:: Available records
// ==========================================
// 纺织工厂管理系统 - 机台领域模型
// ==========================================
// 对齐: machines 表
// 红线: FACTORY 机台 factory_profit_percentage 恒为 100 且 shareholder_id 为 NULL,
//       该不变量在写入路径归一化（见 MachineApi）
// ==========================================

use crate::domain::types::{Deletable, MachineStatus, OwnerType};
use chrono::{NaiveDate, NaiveDateTime, Utc};
use serde::{Deserialize, Serialize};
use uuid::Uuid;

// ==========================================
// Machine - 机台主数据
// ==========================================
#[derive(Debug, Clone, Serialize, Deserialize)]
pub struct Machine {
    // ===== 主键 =====
    pub id: String, // 机台唯一标识（UUID）

    // ===== 基础信息 =====
    pub machine_number: String,        // 机台编号（展示与排序键）
    pub machine_type: String,          // 机台类型
    pub status: MachineStatus,         // 当前状态（与状态流水表同步更新）
    pub start_date: Option<NaiveDate>, // 投产日期

    // ===== 归属与分成 =====
    pub owner_type: OwnerType,             // 归属类型（FACTORY/SHAREHOLDER）
    pub shareholder_id: Option<String>,    // 所属股东（FACTORY 时为 NULL）
    pub shareholder_name: Option<String>,  // 股东名称（连接查询派生，不落库）
    pub factory_profit_percentage: f64,    // 工厂分成比例（0-100）

    // ===== 审计字段 =====
    pub created_at: NaiveDateTime, // 记录创建时间

    // ===== 软删除 =====
    pub is_deleted: bool,                  // 软删除标记
    pub deleted_at: Option<NaiveDateTime>, // 删除时间
    pub deleted_by: Option<String>,        // 删除操作人
}

impl Machine {
    /// 创建新机台（自动生成 UUID 和时间戳，归一化 FACTORY 不变量）
    pub fn new(
        machine_number: String,
        machine_type: String,
        owner_type: OwnerType,
        shareholder_id: Option<String>,
        factory_profit_percentage: Option<f64>,
        start_date: Option<NaiveDate>,
    ) -> Self {
        let (shareholder_id, pct) = match owner_type {
            OwnerType::Factory => (None, 100.0),
            OwnerType::Shareholder => (shareholder_id, factory_profit_percentage.unwrap_or(50.0)),
        };

        Self {
            id: Uuid::new_v4().to_string(),
            machine_number,
            machine_type,
            status: MachineStatus::Stopped,
            start_date,
            owner_type,
            shareholder_id,
            shareholder_name: None,
            factory_profit_percentage: pct,
            created_at: Utc::now().naive_utc(),
            is_deleted: false,
            deleted_at: None,
            deleted_by: None,
        }
    }
}

impl Deletable for Machine {
    fn is_active(&self) -> bool {
        !self.is_deleted
    }
}
// ==========================================
// 纺织工厂管理系统 - 领域模型层
// ==========================================
// 职责: 定义领域实体、类型、软删除能力接口
// 红线: 不含数据访问逻辑,不含引擎逻辑
// ==========================================

pub mod finance;
pub mod machine;
pub mod month;
pub mod personnel;
pub mod production;
pub mod report;
pub mod status_log;
pub mod types;

// 重导出核心类型
pub use finance::{LedgerEntry, MachineCost};
pub use machine::Machine;
pub use month::MonthWindow;
pub use personnel::{Client, Employee, Shareholder};
pub use production::{MaintenanceRecord, OperationRecord, ProductionLog};
pub use report::{
    ActivityMetrics, CostBreakdownItem, MachineFinancials, MachineMonthlyDetail,
    MachineReportEntry, MonthlyReport, ReportSummary,
};
pub use status_log::MachineStatusLog;
pub use types::{
    CostType, Deletable, EmployeeStatus, MachineStatus, OwnerType, TransactionType, Unit,
};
::::
### What you need to do:
Each entry above has to be transcribed exactly as it appears.

### Exercise answer:
// ==========================================
// 纺织工厂管理系统 - 机台领域模型
// ==========================================
// 对齐: machines 表
// 红线: FACTORY 机台 factory_profit_percentage 恒为 100 且 shareholder_id 为 NULL,
//       该不变量在写入路径归一化（见 MachineApi）
// ==========================================

use crate::domain::types::{Deletable, MachineStatus, OwnerType};
use chrono::{NaiveDate, NaiveDateTime, Utc};
use serde::{Deserialize, Serialize};
use uuid::Uuid;

// ==========================================
// Machine - 机台主数据
// ==========================================
#[derive(Debug, Clone, Serialize, Deserialize)]
pub struct Machine {
    // ===== 主键 =====
    pub id: String, // 机台唯一标识（UUID）

    // ===== 基础信息 =====
    pub machine_number: String,        // 机台编号（展示与排序键）
    pub machine_type: String,          // 机台类型
    pub status: MachineStatus,         // 当前状态（与状态流水表同步更新）
    pub start_date: Option<NaiveDate>, // 投产日期

    // ===== 归属与分成 =====
    pub owner_type: OwnerType,             // 归属类型（FACTORY/SHAREHOLDER）
    pub shareholder_id: Option<String>,    // 所属股东（FACTORY 时为 NULL）
    pub shareholder_name: Option<String>,  // 股东名称（连接查询派生，不落库）
    pub factory_profit_percentage: f64,    // 工厂分成比例（0-100）

    // ===== 审计字段 =====
    pub created_at: NaiveDateTime, // 记录创建时间

    // ===== 软删除 =====
    pub is_deleted: bool,                  // 软删除标记
    pub deleted_at: Option<NaiveDateTime>, // 删除时间
    pub deleted_by: Option<String>,        // 删除操作人
}

impl Machine {
    /// 创建新机台（自动生成 UUID 和时间戳，归一化 FACTORY 不变量）
    pub fn new(
        machine_number: String,
        machine_type: String,
        owner_type: OwnerType,
        shareholder_id: Option<String>,
        factory_profit_percentage: Option<f64>,
        start_date: Option<NaiveDate>,
    ) -> Self {
        let (shareholder_id, pct) = match owner_type {
            OwnerType::Factory => (None, 100.0),
            OwnerType::Shareholder => (shareholder_id, factory_profit_percentage.unwrap_or(50.0)),
        };

        Self {
            id: Uuid::new_v4().to_string(),
            machine_number,
            machine_type,
            status: MachineStatus::Stopped,
            start_date,
            owner_type,
            shareholder_id,
            shareholder_name: None,
            factory_profit_percentage: pct,
            created_at: Utc::now().naive_utc(),
            is_deleted: false,
            deleted_at: None,
            deleted_by: None,
        }
    }
}

impl Deletable for Machine {
    fn is_active(&self) -> bool {
        !self.is_deleted
    }
}
// ==========================================
// 纺织工厂管理系统 - 领域模型层
// ==========================================
// 职责: 定义领域实体、类型、软删除能力接口
// 红线: 不含数据访问逻辑,不含引擎逻辑
// ==========================================

pub mod finance;
pub mod machine;
pub mod month;
pub mod personnel;
pub mod production;
pub mod report;
pub mod status_log;
pub mod types;

// 重导出核心类型
pub use finance::{LedgerEntry, MachineCost};
pub use machine::Machine;
pub use month::MonthWindow;
pub use personnel::{Client, Employee, Shareholder};
pub use production::{MaintenanceRecord, OperationRecord, ProductionLog};
pub use report::{
    ActivityMetrics, CostBreakdownItem, MachineFinancials, MachineMonthlyDetail,
    MachineReportEntry, MonthlyReport, ReportSummary,
};
pub use status_log::MachineStatusLog;
pub use types::{
    CostType, Deletable, EmployeeStatus, MachineStatus, OwnerType, TransactionType, Unit,
};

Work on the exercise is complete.